-- DATA FOR ANALYSIS follows --

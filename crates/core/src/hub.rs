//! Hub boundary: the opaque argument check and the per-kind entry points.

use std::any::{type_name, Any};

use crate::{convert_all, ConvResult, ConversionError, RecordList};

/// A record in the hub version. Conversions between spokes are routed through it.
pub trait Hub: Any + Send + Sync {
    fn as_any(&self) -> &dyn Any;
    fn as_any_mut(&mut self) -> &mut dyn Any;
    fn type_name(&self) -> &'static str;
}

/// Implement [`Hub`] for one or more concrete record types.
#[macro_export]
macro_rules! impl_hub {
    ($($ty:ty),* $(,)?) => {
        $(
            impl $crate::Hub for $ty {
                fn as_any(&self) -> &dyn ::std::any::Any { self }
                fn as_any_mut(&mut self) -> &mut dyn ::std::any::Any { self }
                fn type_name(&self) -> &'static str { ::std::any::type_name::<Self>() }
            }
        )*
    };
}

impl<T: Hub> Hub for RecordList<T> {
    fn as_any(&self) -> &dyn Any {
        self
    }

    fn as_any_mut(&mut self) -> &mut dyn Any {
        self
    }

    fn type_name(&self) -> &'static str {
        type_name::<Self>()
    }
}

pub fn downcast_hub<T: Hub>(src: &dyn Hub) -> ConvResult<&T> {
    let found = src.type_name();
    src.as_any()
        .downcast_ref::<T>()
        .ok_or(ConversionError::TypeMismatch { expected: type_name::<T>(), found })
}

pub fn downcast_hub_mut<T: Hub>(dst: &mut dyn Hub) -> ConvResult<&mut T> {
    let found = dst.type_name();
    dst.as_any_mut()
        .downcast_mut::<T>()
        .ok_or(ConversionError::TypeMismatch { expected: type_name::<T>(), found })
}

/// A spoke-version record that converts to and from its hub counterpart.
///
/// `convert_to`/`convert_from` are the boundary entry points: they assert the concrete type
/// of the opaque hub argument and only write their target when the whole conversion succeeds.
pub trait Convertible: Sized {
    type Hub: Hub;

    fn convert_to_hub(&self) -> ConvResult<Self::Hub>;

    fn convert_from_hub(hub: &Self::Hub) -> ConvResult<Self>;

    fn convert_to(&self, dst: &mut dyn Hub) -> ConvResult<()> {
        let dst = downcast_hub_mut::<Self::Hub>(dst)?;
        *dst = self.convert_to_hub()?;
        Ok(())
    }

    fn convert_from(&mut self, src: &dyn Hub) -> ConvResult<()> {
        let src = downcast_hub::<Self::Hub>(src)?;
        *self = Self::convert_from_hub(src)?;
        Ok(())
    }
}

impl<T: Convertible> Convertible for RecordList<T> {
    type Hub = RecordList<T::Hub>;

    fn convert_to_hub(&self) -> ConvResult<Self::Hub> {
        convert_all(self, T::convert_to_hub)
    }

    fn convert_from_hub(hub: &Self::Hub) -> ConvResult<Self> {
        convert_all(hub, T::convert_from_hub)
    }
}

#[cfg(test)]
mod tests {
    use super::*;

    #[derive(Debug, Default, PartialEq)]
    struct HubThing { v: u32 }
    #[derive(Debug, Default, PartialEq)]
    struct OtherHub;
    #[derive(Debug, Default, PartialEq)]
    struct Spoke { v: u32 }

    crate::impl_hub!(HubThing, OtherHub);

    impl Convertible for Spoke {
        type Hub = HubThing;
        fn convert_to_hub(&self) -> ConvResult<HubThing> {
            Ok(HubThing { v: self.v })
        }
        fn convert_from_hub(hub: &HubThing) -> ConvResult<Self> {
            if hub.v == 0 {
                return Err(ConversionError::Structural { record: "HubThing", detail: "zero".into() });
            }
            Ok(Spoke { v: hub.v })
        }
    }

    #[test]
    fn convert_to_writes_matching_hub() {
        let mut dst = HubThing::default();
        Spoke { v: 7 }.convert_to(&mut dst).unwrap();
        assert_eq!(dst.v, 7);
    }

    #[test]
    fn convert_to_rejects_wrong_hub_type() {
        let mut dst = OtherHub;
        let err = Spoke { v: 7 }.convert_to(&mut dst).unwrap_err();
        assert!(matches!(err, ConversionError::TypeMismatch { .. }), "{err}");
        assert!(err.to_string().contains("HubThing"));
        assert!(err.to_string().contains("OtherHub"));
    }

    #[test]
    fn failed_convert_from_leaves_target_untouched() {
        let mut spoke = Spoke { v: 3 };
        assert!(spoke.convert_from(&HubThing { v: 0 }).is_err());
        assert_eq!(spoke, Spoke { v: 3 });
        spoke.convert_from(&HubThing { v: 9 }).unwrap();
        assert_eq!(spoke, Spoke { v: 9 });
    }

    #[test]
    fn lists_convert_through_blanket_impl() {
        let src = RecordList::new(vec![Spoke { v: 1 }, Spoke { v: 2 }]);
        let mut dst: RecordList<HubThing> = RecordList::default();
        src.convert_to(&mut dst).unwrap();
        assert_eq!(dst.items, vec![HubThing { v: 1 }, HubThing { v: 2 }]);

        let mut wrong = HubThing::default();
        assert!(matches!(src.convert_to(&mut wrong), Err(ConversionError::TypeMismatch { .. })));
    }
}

-- DATA FOR ANALYSIS concluded --

WORK INSTRUCTION>
What lines above hold the word "OtherHub"? List them all.

WRITTEN SOLUTION>
    struct OtherHub;
    crate::impl_hub!(HubThing, OtherHub);
        let mut dst = OtherHub;
        assert!(err.to_string().contains("OtherHub"));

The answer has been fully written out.